Aveva l’aria dispiaciuta e insieme davvero preoccupata.
Il giovanotto intanto si stava slegando la mano. La ragazza stava dietro di lui senza dir niente. – È una minaccia – disse la donna. – Lì da
noi, a casa, ha tagliato quarantasette dita a quarantasette persone diverse, e ha perso undici macchine. Alla fine hanno minacciato di
rinchiuderlo da qualche parte. Per questo l’ho portato qui.
– Facevamo solo una pikola skommessa – borbottò l’ometto seduto sul
letto.
– Immagino che hai scommesso una macchina – disse la donna.
– Sì – rispose il giovanotto. – Una Cadillac.
– Non ha nessuna macchina. Quella è mia. Il che peggiora le cose:
scommette non avendo niente da perdere.

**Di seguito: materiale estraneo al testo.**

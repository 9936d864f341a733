use crate::summit::domain::Credentials;
use reqwest::header::HeaderValue;
use reqwest::{Client, header};
use thiserror::Error;

/// Plain JSON client used for the login exchange only.
pub fn new_client() -> Result<Client, SummitClientError> {
    let mut headers = header::HeaderMap::new();
    headers.insert(header::ACCEPT, HeaderValue::from_static("application/json"));

    let client = Client::builder().default_headers(headers).build()?;
    Ok(client)
}

/// Client carrying the short-lived api key and token on every request.
pub fn authorized_client(credentials: &Credentials) -> Result<Client, SummitClientError> {
    let mut headers = header::HeaderMap::new();
    headers.insert(header::ACCEPT, HeaderValue::from_static("application/json"));

    let mut api_key_value = HeaderValue::from_str(&credentials.api_key)?;
    api_key_value.set_sensitive(true);
    headers.insert("x-api-key", api_key_value);

    let mut token_value = HeaderValue::from_str(&credentials.token)?;
    token_value.set_sensitive(true);
    headers.insert(header::AUTHORIZATION, token_value);

    let client = Client::builder().default_headers(headers).build()?;
    Ok(client)
}

#[derive(Error, Debug)]
pub enum SummitClientError {
    #[error("request error: {0}")]
    RequestError(#[from] reqwest::Error),
    #[error("Summit client set an invalid header value: {0}")]
    InvalidHeaderValue(#[from] header::InvalidHeaderValue),
}

#[cfg(test)]
mod tests {
    use super::*;

    #[tokio::test]
    async fn authorized_client_sets_the_api_key_and_token_headers() -> Result<(), SummitClientError> {
        let mut server = mockito::Server::new_async().await;

        let mock = server
            .mock("GET", "/")
            .with_status(200)
            .match_header("x-api-key", "key")
            .match_header("authorization", "token")
            .create_async()
            .await;

        let credentials = Credentials {
            api_key: "key".to_string(),
            token: "token".to_string(),
        };
        let client = authorized_client(&credentials)?;

        client.get(format!("{}{}", server.url(), "/")).send().await?;

        // Verify that the call came in and that the headers are set
        mock.assert();

        Ok(())
    }
}
use chrono::{Days, FixedOffset, NaiveDate, Utc};
use std::fmt::{Display, Formatter};

/// The single calendar day usage is queried for. Computed once per run so
/// every device is asked about the same day.
#[derive(Clone, Copy, PartialEq, Debug)]
pub struct UsageWindow {
    start: NaiveDate,
    end: NaiveDate,
}

impl UsageWindow {
    /// The day before the current date in the given reference offset.
    pub fn yesterday(offset: &FixedOffset) -> Self {
        Self::day_before(Utc::now().with_timezone(offset).date_naive())
    }

    pub fn day_before(today: NaiveDate) -> Self {
        let day = today - Days::new(1);
        UsageWindow { start: day, end: day }
    }

    pub fn start(&self) -> NaiveDate {
        self.start
    }

    pub fn end(&self) -> NaiveDate {
        self.end
    }
}

impl Display for UsageWindow {
    fn fmt(&self, f: &mut Formatter<'_>) -> std::fmt::Result {
        write!(f, "{}", self.start.format("%Y-%m-%d"))
    }
}
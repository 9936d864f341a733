use crate::app_config::AppConfig;
use crate::domain::{DeviceRow, UsageWindow};
use crate::summit::domain::{DeviceDetail, UsageResponse};
use crate::summit::map_device::{MapDeviceError, map_device};
use reqwest::Client;
use thiserror::Error;
use tracing::{debug, info, instrument};

/// Fetches detail and prior-day usage for every summit id, in list order,
/// and maps each pair into one flat row.
///
/// The window is computed once by the caller so every device is queried
/// against the same day. One request per sub-resource per device; a failure
/// on any device aborts the whole run.
#[instrument(skip(client, config, summit_ids))]
pub async fn collect(
    client: &Client,
    config: &AppConfig,
    summit_ids: &[i64],
    window: &UsageWindow,
) -> Result<Vec<DeviceRow>, CollectError> {
    info!("Collecting usage for {} devices...", summit_ids.len());

    let summit_url = config.summit().url();
    let mut rows = Vec::with_capacity(summit_ids.len());

    for &summit_id in summit_ids {
        debug!("Fetching device {}...", summit_id);

        let detail = client
            .get(format!("{}/devices/{}", summit_url, summit_id))
            .send()
            .await?
            .error_for_status()?
            .json::<DeviceDetail>()
            .await?;

        let usage = client
            .get(format!("{}/devices/usage/{}", summit_url, summit_id))
            .query(&[
                ("range.end", window.end().to_string()),
                ("range.start", window.start().to_string()),
            ])
            .send()
            .await?
            .error_for_status()?
            .json::<UsageResponse>()
            .await?;

        rows.push(map_device(detail, usage)?);
    }

    info!("Collecting usage for {} devices... OK", rows.len());

    Ok(rows)
}

#[derive(Error, Debug)]
pub enum CollectError {
    #[error("device fetch failed: {0}")]
    RequestError(#[from] reqwest::Error),
    #[error(transparent)]
    MapDevice(#[from] MapDeviceError),
}

#[cfg(test)]
mod tests {
    use super::*;
    use crate::app_config::AppConfigBuilder;
    use chrono::NaiveDate;
    use mockito::Matcher;
    use pretty_assertions::assert_eq;
    use std::error::Error;
    use test_log::test;

    #[test(tokio::test)]
    async fn collect_maps_each_device_into_one_row() -> Result<(), Box<dyn Error>> {
        let mut server = mockito::Server::new_async().await;

        let detail_mock = server
            .mock("GET", "/devices/81056")
            .with_status(200)
            .with_header("content-type", "application/json")
            .with_body(include_str!("../../tests/resources/summit_device_detail.json"))
            .create_async()
            .await;

        let usage_mock = server
            .mock("GET", "/devices/usage/81056")
            .match_query(Matcher::AllOf(vec![
                Matcher::UrlEncoded("range.end".into(), "2018-05-08".into()),
                Matcher::UrlEncoded("range.start".into(), "2018-05-08".into()),
            ]))
            .with_status(200)
            .with_header("content-type", "application/json")
            .with_body(include_str!("../../tests/resources/summit_usage_response.json"))
            .create_async()
            .await;

        let config = AppConfigBuilder::new().summit_url(server.url()).build();
        let client = Client::new();
        let window = UsageWindow::day_before(NaiveDate::from_ymd_opt(2018, 5, 9).unwrap());

        let rows = collect(&client, &config, &[81056], &window).await?;

        detail_mock.assert();
        usage_mock.assert();

        assert_eq!(rows.len(), 1);
        assert_eq!(rows[0].summit_id, 81056);
        assert_eq!(rows[0].customer_name, "Byte Foods-OC");
        assert_eq!(rows[0].customer_id, 3384);
        assert_eq!(rows[0].static_ip, Some("10.145.188.51".to_string()));
        assert_eq!(rows[0].data_used_date, NaiveDate::from_ymd_opt(2018, 5, 8));
        assert_eq!(rows[0].data_used, Some(43063500));

        Ok(())
    }

    #[test(tokio::test)]
    async fn collect_queries_every_device_against_the_same_day() -> Result<(), Box<dyn Error>> {
        let mut server = mockito::Server::new_async().await;

        for summit_id in [81056, 81057] {
            server
                .mock("GET", format!("/devices/{}", summit_id).as_str())
                .with_status(200)
                .with_header("content-type", "application/json")
                .with_body(include_str!("../../tests/resources/summit_device_detail.json"))
                .create_async()
                .await;
        }

        let usage_mock = server
            .mock("GET", Matcher::Regex(r"^/devices/usage/\d+$".to_string()))
            .match_query(Matcher::AllOf(vec![
                Matcher::UrlEncoded("range.end".into(), "2018-05-08".into()),
                Matcher::UrlEncoded("range.start".into(), "2018-05-08".into()),
            ]))
            .with_status(200)
            .with_header("content-type", "application/json")
            .with_body(include_str!("../../tests/resources/summit_usage_response.json"))
            .expect(2)
            .create_async()
            .await;

        let config = AppConfigBuilder::new().summit_url(server.url()).build();
        let client = Client::new();
        let window = UsageWindow::day_before(NaiveDate::from_ymd_opt(2018, 5, 9).unwrap());

        let rows = collect(&client, &config, &[81056, 81057], &window).await?;

        usage_mock.assert();
        assert_eq!(rows.len(), 2);

        Ok(())
    }

    #[test(tokio::test)]
    async fn collect_aborts_when_a_device_fetch_fails() {
        let mut server = mockito::Server::new_async().await;

        server.mock("GET", "/devices/81056").with_status(500).create_async().await;

        let config = AppConfigBuilder::new().summit_url(server.url()).build();
        let client = Client::new();
        let window = UsageWindow::day_before(NaiveDate::from_ymd_opt(2018, 5, 9).unwrap());

        let result = collect(&client, &config, &[81056], &window).await;

        assert!(matches!(result, Err(CollectError::RequestError(_))));
    }
}
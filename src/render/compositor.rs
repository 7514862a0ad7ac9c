use crate::foundation::core::{MIN_TICK_MS, PixelBuffer};
use crate::foundation::error::{GridError, GridResult};
use crate::layout::grid::{LayoutMetrics, LayoutSettings, item_base_position};
use crate::render::blit::{BackgroundMode, draw_frame, paint_background};
use crate::render::cancel::CancelToken;
use crate::source::model::Source;
use crate::source::timeline::resolve_active_frame;

/// One fully painted output raster plus its accumulated display delay.
///
/// The delay exceeds the nominal output step whenever run-length collapsing
/// merged the frame with bit-identical successors.
#[derive(Clone, Debug)]
pub struct CompositeFrame {
    /// Merged output raster.
    pub pixels: PixelBuffer,
    /// Accumulated display delay in milliseconds.
    pub delay_ms: u32,
}

/// Output tick length for a requested frame rate, floored to
/// [`MIN_TICK_MS`].
pub fn output_frame_delay_ms(fps: u32) -> u32 {
    ((1000.0 / f64::from(fps.max(1))).round() as u32).max(MIN_TICK_MS)
}

/// Paint every output tick of one export run and run-length collapse the
/// results.
///
/// The run spans exactly one full loop of the longest source
/// (`max(1, ceil(max_duration / frame_delay))` ticks); shorter loops repeat
/// within that span. Each tick paints the background, resolves every
/// source's active frame against the synthetic clock, and draws it at its
/// grid position plus user offset; later sources occlude earlier ones.
/// A tick whose raster is bit-identical to the previous emitted composite is
/// folded into that composite's delay instead of being emitted, so the total
/// displayed duration never changes.
///
/// `cancel` is polled once per tick; a requested abort returns
/// [`GridError::Cancelled`] and drops all partial output.
#[tracing::instrument(skip_all, fields(sources = sources.len(), fps = settings.fps))]
pub fn composite(
    sources: &[Source],
    settings: &LayoutSettings,
    metrics: &LayoutMetrics,
    background: BackgroundMode,
    cancel: &CancelToken,
) -> GridResult<Vec<CompositeFrame>> {
    if sources.is_empty() {
        return Err(GridError::validation("composite requires at least one source"));
    }

    let frame_delay = output_frame_delay_ms(settings.fps);
    let max_duration = sources.iter().map(Source::duration_ms).max().unwrap_or(0);
    let total_frames = u64::from(max_duration).div_ceil(u64::from(frame_delay)).max(1);

    let mut out: Vec<CompositeFrame> = Vec::new();
    let mut removed: u64 = 0;
    let mut surface = PixelBuffer::blank(metrics.width, metrics.height);

    for tick in 0..total_frames {
        if cancel.is_cancelled() {
            return Err(GridError::Cancelled);
        }

        let time_ms = tick * u64::from(frame_delay);
        paint_background(&mut surface, background);

        for (idx, source) in sources.iter().enumerate() {
            let frame_index = resolve_active_frame(source, time_ms);
            let base = item_base_position(idx, settings, metrics);
            let (offset_x, offset_y) = source.offset();
            draw_frame(
                &mut surface,
                source.frame(frame_index).pixels(),
                base.x + f64::from(offset_x),
                base.y + f64::from(offset_y),
                metrics.draw_scale,
            );
        }

        match out.last_mut() {
            Some(last) if last.pixels.content_eq(&surface) => {
                last.delay_ms += frame_delay;
                removed += 1;
            }
            _ => out.push(CompositeFrame {
                pixels: surface.clone(),
                delay_ms: frame_delay,
            }),
        }
    }

    tracing::debug!(
        input_frames = total_frames,
        output_frames = out.len(),
        removed_frames = removed,
        "run-length collapse complete"
    );
    Ok(out)
}

#[cfg(test)]
#[path = "../../tests/unit/render/compositor.rs"]
mod tests;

Mi vergogno per lui e chiedo davvero scusa. – Aveva un’aria davvero simpatica.
– Bene, – diss’io, – ecco la chiave della sua macchina. – La misi sul
tavolo.
– Stavamo facendo solo una pikola skommessa – brontolò di nuovo
l’ometto.
– Non gli è rimasto più niente – riprese la donna. – Non ha niente al
mondo. Niente. Per la verità, da un pezzo gli ho vinto tutto io. C’è
voluto tempo, molto tempo, ed è stata dura, ma alla fine gli ho vinto
tutto. – Guardò il giovanotto e gli sorrise, un sorriso triste; poi gli si
avvicinò e allungò una mano per prendere la chiave.
E così gliela vidi quella mano, e ancora l’ho davanti agli occhi: le era
rimasto un solo dito, a parte il pollice.